O caso deu o que falar em todos os veículos de mídia. Mas poucas foram as discussões sobre este assunto sob as lentes ESG. Assim, apresentamos neste texto alguns aspectos essenciais que precisam ser considerados à luz desta sigla.

Em primeiro lugar, a Americanas S.A. é empresa de capital aberto e que faz parte do chamado Novo Mercado, este último reconhecido pela Bolsa de Valores brasileira (B3) como segmento de listagem que “reúne as ações das empresas que adotam, voluntariamente, práticas de governança corporativa adicionais às exigidas pela legislação brasileira”. Com relação à pauta ESG, é sabido que a B3 – cada vez mais atenta aos parâmetros internacionais e domésticos de sustentabilidade – tem interesse expresso em, na próxima revisão das regras do Novo Mercado atualmente encontradas aqui, incluir os fatores de responsabilidade social e ambiental o que pode ser visto a partir das declarações de seu presidente, encontradas aqui.

Ademais, outro aspecto é essencial para essa discussão.

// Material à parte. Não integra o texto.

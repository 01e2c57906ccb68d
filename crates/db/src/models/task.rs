use std::collections::HashMap;

use piecework_core::types::DbId;
use serde::Serialize;
use sqlx::FromRow;

use super::string_map;

/// A row from the `tasks` table: one CSV data row bound to a batch.
#[derive(Debug, Clone, FromRow, Serialize)]
pub struct Task {
    pub id: DbId,
    pub batch_id: DbId,
    /// Derived: flips to true when completed assignments reach the
    /// batch's redundancy factor. Never unset.
    pub completed: bool,
    /// The CSV row, keyed by the CSV header.
    pub input_fields: serde_json::Value,
}

impl Task {
    pub fn input_map(&self) -> HashMap<String, String> {
        string_map(&self.input_fields)
    }
}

Os atos praticados pela antiga gestão da Americanas S.A. demonstram possível ausência de preocupação com critérios uniformes de governança, também tão preconizados pela agenda ESG. Neste pilar, e a partir da Teoria dos Stakeholders que explico melhor em meu livro “ESG: Teoria e Prática para a verdadeira sustentabilidade nos negócios – disponível aqui, a consideração dos ativos intangíveis de uma empresa perpassa também a preocupação de sua máxima gestão para com todas as partes envolvidas no negócio. Não foi, assim, o que os gestores da Americanas S.A. fizeram. Ao tentar potencialmente encobrir uma fissura abissal e bilionária em sua contabilidade, a empresa ignorou todos os seus investidores, frustrou clientes que acreditaram no perfil ESG da companhia, não foi transparente com seus stakeholders e colocou em xeque sua credibilidade no mercado varejista como um todo.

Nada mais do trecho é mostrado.